What you have to do: The answer must consist of every line in the records below that contains the string "sequence".

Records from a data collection
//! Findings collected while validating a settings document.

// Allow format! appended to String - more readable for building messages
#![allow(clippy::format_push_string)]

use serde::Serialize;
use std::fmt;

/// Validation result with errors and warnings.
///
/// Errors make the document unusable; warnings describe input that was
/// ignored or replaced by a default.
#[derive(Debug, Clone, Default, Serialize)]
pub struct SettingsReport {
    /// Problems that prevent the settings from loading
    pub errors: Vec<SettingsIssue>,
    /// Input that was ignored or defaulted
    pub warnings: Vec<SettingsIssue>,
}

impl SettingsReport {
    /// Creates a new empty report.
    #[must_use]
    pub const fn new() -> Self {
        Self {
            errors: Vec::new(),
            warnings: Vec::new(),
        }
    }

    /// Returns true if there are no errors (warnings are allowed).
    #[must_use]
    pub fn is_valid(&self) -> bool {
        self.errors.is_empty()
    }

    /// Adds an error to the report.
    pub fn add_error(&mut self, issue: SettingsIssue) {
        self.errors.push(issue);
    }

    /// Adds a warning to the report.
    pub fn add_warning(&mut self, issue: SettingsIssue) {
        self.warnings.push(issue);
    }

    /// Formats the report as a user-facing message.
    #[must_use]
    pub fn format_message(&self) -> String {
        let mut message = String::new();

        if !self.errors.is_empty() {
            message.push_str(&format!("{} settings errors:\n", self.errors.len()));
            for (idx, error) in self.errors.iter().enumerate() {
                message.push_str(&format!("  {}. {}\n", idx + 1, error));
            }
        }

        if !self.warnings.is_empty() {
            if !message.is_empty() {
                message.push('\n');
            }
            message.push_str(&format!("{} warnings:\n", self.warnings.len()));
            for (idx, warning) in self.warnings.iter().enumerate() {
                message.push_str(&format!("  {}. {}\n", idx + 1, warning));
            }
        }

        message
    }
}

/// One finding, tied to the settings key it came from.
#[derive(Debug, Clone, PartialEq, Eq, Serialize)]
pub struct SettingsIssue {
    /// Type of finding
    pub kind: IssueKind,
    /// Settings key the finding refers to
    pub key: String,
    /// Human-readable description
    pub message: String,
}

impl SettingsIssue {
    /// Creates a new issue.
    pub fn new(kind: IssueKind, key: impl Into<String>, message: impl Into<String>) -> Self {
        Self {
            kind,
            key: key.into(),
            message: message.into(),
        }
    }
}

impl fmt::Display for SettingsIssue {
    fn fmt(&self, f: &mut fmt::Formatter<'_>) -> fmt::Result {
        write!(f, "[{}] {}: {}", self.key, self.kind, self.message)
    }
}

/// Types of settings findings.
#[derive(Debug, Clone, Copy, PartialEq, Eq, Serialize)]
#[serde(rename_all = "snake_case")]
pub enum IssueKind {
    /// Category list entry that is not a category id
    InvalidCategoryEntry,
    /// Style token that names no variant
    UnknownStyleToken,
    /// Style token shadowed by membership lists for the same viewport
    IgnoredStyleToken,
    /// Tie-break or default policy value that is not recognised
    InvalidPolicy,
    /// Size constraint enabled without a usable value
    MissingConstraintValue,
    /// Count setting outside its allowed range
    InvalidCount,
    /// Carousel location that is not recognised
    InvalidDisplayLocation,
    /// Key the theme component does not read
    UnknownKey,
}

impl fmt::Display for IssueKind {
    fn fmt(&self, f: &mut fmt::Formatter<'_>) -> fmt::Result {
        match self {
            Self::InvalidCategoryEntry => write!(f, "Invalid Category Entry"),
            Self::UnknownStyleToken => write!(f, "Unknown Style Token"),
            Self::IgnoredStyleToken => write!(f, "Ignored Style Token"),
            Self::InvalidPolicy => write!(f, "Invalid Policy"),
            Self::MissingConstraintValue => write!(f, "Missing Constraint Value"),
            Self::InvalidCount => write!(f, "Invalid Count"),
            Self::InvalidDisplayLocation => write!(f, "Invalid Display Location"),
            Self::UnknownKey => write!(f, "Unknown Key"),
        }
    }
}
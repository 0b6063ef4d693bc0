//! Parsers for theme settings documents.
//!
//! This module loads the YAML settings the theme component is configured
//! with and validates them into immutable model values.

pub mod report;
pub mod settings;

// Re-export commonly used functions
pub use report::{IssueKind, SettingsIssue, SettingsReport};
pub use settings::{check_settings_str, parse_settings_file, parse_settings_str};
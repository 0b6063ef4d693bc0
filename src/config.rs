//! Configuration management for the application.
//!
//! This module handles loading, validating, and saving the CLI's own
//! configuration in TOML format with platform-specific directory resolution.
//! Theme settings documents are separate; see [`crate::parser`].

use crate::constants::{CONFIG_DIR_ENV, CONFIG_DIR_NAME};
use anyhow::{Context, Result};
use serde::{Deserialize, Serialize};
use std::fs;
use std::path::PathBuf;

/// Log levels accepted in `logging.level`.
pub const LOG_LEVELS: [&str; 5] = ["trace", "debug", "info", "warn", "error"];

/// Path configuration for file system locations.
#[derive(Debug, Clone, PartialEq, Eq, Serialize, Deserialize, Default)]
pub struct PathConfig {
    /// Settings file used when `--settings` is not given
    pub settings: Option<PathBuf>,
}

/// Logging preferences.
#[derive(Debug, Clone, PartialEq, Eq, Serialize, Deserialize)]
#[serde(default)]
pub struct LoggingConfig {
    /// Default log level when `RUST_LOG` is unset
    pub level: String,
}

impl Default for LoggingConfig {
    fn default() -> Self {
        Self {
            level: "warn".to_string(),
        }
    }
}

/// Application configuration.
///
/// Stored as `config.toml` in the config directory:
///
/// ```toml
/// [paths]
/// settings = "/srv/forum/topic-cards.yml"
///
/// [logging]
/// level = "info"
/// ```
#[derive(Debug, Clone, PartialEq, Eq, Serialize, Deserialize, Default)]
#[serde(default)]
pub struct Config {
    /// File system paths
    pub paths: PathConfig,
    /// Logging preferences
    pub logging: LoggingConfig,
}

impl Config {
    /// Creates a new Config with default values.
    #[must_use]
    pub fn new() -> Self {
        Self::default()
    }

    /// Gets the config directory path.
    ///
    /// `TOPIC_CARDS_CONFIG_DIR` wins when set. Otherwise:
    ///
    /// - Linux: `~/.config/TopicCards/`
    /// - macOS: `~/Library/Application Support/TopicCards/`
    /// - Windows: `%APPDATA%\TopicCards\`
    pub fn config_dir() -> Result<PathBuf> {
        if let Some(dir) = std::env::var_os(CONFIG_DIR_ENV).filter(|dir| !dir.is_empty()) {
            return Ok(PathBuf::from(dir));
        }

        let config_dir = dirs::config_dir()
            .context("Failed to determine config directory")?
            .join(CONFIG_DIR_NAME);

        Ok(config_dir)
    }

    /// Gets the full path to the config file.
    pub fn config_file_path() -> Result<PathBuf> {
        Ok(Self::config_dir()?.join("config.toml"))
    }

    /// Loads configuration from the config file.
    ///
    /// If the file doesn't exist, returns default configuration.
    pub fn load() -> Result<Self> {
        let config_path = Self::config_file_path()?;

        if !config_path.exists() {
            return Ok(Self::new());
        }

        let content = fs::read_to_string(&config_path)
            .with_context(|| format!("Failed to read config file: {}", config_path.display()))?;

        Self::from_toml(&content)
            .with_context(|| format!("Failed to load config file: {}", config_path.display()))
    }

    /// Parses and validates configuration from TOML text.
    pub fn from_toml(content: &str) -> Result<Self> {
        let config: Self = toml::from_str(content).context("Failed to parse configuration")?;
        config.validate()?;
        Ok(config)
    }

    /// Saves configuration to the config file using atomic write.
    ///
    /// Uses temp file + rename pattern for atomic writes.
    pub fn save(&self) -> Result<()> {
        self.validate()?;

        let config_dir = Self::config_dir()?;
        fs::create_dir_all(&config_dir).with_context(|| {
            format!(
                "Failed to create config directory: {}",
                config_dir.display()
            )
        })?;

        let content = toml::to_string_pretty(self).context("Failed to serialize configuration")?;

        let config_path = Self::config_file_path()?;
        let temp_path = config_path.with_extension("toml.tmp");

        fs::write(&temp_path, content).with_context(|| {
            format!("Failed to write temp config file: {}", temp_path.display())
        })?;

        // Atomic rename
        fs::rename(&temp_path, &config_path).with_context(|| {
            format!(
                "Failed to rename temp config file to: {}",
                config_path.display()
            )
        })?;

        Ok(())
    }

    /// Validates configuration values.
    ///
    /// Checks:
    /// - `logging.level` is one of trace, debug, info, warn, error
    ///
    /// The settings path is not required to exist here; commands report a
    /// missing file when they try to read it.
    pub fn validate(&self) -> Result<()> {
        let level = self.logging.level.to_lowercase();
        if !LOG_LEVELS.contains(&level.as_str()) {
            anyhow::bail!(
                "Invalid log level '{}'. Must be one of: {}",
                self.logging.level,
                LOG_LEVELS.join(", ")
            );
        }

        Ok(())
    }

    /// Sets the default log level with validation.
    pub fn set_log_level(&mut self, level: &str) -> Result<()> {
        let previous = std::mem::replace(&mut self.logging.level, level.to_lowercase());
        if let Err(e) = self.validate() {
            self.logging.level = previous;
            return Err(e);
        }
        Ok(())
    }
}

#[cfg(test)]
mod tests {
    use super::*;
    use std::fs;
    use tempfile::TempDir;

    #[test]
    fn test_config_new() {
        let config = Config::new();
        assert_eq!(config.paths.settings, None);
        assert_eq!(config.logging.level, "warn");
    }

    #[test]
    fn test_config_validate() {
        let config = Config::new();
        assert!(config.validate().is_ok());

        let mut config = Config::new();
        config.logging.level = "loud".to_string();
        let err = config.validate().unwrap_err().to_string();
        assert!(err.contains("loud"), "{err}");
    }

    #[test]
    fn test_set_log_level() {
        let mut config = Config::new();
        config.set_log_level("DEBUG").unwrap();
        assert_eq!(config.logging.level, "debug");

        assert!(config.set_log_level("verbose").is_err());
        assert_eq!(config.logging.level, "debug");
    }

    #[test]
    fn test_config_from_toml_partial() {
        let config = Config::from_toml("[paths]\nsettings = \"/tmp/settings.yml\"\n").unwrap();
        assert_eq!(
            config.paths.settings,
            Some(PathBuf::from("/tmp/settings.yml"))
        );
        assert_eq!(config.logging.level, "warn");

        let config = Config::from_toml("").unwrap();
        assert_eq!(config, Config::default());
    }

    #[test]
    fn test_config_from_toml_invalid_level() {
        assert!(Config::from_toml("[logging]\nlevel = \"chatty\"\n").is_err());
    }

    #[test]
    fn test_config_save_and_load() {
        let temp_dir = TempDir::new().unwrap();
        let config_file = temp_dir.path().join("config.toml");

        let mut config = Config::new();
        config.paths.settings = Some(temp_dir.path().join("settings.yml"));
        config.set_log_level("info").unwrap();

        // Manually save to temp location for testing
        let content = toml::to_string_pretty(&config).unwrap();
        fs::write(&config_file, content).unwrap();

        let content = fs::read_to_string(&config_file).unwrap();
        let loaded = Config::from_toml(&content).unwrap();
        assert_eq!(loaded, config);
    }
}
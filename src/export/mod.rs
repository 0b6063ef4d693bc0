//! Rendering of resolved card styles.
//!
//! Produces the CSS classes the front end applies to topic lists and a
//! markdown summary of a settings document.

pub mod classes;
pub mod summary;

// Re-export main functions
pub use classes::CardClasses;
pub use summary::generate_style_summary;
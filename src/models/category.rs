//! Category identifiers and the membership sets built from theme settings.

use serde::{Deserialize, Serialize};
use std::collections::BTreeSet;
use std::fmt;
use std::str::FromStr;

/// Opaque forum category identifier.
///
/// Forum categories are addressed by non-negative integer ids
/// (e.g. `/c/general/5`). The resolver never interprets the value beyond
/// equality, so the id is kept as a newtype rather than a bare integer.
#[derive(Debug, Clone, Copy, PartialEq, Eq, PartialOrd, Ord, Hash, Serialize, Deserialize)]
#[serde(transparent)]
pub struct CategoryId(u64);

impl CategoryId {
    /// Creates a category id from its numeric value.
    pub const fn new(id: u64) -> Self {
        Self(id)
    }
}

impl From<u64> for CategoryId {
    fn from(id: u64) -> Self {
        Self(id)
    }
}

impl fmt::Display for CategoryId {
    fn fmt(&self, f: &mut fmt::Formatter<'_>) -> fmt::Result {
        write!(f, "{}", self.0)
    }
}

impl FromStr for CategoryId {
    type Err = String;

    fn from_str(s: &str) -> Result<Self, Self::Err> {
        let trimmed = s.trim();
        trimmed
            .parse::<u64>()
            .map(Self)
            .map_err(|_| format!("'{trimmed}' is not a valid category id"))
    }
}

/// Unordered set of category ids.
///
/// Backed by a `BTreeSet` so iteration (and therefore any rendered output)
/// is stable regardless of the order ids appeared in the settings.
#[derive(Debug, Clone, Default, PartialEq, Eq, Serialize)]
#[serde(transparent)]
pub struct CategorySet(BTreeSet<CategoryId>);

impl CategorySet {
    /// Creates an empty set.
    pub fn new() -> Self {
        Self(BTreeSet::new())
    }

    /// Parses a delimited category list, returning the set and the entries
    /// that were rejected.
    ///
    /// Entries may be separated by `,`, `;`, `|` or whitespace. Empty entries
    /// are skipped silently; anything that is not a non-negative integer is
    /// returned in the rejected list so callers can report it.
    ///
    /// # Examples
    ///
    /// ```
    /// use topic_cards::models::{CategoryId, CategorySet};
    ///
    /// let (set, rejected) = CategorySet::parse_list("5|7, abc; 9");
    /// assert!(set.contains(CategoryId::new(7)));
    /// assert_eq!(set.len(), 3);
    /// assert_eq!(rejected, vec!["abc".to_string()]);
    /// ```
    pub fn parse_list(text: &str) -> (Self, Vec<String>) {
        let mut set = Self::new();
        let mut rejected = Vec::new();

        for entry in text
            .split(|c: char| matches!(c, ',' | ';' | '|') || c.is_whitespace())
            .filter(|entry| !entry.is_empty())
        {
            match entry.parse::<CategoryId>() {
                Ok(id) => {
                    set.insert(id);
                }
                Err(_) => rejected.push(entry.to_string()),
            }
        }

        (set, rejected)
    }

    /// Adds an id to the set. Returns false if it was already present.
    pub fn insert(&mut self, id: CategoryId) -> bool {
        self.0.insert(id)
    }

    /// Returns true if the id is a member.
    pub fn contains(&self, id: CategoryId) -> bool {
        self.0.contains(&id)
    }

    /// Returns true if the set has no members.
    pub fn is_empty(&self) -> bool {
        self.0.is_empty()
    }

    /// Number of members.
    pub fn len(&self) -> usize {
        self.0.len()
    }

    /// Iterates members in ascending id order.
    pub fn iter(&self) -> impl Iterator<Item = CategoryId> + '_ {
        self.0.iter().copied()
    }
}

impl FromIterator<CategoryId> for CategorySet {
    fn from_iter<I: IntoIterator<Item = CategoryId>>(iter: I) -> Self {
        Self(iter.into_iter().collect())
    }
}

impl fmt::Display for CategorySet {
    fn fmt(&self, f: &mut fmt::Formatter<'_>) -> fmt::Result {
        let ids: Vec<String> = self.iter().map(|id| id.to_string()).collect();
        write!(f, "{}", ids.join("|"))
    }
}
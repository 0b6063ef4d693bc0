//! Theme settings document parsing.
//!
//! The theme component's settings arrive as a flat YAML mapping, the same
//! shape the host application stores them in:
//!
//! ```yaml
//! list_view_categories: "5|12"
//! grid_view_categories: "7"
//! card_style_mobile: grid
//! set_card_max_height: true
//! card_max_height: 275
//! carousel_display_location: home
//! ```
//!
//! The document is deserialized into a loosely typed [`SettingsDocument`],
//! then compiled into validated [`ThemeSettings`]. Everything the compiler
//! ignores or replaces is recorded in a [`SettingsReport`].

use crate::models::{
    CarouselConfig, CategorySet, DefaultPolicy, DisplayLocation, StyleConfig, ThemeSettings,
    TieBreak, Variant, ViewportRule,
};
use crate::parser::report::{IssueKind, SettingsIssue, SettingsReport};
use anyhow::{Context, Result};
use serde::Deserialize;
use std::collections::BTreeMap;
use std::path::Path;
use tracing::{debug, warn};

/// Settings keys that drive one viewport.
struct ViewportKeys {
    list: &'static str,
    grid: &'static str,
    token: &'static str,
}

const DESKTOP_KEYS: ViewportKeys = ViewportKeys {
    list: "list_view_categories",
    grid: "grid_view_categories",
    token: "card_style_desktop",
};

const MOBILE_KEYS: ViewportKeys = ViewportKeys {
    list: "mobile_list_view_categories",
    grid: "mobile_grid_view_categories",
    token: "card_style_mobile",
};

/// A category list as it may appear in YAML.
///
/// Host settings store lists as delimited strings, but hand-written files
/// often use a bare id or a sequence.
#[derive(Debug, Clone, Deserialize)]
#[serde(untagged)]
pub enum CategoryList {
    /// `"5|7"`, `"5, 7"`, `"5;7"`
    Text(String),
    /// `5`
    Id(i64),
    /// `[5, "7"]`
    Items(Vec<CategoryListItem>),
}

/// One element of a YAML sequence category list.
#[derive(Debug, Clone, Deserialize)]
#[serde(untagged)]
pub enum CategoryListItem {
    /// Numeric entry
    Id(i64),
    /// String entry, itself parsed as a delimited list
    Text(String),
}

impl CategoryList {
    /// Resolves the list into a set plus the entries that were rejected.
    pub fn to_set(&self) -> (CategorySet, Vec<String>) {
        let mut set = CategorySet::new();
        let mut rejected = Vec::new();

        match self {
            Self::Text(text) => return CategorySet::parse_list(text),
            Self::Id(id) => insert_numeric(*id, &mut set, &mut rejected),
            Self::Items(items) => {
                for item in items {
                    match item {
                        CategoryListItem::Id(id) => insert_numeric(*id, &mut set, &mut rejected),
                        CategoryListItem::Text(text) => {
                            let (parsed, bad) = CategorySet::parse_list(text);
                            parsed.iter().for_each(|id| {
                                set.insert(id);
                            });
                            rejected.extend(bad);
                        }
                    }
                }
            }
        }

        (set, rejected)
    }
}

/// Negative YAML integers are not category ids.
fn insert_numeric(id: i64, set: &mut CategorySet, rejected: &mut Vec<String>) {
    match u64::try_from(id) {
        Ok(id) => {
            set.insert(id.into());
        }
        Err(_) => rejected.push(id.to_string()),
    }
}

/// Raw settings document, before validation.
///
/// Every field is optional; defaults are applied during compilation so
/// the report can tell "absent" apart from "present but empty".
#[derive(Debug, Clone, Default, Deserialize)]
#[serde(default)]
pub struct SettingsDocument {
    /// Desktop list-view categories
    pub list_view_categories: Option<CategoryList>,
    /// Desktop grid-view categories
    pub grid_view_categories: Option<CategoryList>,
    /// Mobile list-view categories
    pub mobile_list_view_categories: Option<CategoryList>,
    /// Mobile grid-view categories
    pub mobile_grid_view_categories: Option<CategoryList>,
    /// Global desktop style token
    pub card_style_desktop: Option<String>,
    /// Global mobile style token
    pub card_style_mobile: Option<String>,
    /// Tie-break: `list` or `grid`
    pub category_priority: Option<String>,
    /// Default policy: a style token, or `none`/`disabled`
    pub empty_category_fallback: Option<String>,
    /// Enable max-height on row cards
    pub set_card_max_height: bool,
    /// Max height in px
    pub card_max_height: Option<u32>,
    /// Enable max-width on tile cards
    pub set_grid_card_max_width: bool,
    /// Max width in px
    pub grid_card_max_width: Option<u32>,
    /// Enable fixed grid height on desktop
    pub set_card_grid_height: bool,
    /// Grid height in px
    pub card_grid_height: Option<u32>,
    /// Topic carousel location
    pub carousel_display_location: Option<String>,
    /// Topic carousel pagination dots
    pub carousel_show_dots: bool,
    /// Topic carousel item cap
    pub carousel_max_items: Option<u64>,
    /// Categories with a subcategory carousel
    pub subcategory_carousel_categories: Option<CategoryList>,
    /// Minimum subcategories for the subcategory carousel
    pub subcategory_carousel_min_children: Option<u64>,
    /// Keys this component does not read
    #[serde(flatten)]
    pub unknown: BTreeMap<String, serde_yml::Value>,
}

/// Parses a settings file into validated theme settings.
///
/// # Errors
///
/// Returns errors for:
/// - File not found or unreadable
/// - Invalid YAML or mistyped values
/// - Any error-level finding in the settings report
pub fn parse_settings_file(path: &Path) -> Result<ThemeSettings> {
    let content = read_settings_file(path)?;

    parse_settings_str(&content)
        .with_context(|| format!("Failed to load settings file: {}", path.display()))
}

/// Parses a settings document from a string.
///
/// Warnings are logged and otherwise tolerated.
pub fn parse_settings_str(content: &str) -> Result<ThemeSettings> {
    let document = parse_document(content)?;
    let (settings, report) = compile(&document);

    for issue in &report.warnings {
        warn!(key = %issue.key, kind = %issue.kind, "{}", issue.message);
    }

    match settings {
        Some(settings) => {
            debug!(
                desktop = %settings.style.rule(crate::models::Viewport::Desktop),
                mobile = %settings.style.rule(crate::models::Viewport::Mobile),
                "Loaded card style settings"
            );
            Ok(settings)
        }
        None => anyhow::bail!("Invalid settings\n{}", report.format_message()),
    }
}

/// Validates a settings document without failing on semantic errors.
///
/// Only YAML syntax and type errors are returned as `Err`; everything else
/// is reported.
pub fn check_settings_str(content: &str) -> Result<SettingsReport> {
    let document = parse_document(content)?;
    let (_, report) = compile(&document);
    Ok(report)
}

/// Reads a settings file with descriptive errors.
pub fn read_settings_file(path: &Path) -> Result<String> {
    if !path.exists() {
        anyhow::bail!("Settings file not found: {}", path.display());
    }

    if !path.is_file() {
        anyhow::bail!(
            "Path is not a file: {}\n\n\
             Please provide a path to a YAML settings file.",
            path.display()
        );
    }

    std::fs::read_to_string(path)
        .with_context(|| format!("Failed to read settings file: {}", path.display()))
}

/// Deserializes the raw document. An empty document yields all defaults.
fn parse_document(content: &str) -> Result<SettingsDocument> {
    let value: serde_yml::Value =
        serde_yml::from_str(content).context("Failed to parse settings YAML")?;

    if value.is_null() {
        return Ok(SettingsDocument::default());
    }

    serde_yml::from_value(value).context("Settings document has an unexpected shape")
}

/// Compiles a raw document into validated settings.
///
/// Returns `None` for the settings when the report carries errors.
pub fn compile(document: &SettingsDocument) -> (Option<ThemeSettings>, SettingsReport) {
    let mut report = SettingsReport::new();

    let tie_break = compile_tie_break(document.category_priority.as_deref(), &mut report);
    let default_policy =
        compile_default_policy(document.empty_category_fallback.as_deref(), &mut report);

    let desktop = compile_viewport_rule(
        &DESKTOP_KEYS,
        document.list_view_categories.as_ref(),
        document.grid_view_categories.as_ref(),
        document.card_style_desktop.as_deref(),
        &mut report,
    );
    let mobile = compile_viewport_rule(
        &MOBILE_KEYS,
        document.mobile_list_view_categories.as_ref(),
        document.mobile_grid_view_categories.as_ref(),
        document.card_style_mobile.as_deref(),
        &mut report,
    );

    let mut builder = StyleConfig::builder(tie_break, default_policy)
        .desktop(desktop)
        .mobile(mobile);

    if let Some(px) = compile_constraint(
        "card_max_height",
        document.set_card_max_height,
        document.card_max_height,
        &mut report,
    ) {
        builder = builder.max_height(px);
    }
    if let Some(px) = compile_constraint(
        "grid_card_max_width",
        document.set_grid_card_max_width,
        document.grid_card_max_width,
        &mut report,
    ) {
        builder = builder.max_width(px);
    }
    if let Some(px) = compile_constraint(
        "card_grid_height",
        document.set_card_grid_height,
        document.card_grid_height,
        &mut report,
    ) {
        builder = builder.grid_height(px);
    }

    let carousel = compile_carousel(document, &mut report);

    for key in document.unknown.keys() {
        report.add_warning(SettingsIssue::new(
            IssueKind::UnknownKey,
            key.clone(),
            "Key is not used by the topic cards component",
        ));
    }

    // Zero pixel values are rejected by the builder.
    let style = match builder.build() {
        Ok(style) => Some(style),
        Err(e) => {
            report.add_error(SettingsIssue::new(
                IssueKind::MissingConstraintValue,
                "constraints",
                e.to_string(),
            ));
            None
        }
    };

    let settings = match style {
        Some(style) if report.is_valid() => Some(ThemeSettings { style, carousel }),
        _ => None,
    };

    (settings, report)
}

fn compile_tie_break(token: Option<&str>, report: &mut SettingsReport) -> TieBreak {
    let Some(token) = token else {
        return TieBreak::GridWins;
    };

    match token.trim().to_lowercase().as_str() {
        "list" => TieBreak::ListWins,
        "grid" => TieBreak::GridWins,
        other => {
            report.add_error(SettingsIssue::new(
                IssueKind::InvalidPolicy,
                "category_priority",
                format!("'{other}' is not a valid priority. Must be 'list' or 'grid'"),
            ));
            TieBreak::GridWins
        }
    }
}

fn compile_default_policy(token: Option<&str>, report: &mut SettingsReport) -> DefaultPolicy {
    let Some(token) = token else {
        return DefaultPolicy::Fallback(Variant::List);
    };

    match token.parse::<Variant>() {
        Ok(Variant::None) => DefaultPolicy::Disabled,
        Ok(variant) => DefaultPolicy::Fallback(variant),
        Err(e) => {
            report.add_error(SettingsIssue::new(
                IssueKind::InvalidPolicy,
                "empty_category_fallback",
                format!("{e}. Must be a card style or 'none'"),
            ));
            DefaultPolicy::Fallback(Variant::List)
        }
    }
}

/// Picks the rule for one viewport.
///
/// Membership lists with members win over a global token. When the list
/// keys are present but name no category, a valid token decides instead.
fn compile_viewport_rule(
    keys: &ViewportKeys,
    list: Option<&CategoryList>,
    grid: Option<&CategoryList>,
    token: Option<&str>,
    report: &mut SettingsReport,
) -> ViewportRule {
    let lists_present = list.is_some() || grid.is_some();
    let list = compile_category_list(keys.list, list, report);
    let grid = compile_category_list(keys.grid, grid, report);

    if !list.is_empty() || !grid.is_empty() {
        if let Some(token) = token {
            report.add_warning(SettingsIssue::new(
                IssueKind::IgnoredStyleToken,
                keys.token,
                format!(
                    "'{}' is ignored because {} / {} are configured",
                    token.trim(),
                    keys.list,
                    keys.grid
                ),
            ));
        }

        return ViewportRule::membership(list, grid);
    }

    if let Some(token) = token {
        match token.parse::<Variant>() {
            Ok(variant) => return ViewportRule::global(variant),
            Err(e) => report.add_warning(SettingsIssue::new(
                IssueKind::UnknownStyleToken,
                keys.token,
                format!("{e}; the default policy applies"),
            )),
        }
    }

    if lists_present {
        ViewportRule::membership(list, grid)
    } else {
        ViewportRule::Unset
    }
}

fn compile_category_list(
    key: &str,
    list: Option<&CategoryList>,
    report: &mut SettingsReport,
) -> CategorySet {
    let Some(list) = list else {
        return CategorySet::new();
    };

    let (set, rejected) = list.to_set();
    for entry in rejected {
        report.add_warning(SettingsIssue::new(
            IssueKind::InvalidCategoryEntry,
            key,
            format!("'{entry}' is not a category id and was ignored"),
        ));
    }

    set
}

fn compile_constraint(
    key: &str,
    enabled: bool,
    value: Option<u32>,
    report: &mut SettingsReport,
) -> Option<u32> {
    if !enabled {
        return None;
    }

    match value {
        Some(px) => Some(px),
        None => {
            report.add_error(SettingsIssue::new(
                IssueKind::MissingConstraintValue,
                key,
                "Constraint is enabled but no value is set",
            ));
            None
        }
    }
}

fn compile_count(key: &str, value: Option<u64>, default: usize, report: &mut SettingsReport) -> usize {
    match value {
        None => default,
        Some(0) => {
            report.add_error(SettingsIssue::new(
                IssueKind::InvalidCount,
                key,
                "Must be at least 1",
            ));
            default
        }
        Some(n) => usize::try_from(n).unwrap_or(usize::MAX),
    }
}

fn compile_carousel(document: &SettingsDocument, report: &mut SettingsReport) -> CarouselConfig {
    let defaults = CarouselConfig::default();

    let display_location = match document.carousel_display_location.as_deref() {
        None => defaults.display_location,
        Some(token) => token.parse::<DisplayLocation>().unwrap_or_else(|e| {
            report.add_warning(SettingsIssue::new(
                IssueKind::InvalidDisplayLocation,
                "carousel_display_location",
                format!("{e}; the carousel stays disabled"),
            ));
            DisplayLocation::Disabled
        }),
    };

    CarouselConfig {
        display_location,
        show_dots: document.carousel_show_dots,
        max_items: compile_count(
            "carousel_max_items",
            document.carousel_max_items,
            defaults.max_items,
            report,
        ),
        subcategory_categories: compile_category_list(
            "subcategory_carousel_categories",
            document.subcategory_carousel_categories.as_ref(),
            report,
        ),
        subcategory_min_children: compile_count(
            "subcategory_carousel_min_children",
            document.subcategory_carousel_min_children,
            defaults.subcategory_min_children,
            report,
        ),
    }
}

Exercise answer:
/// often use a bare id or a sequence.
/// One element of a YAML sequence category list.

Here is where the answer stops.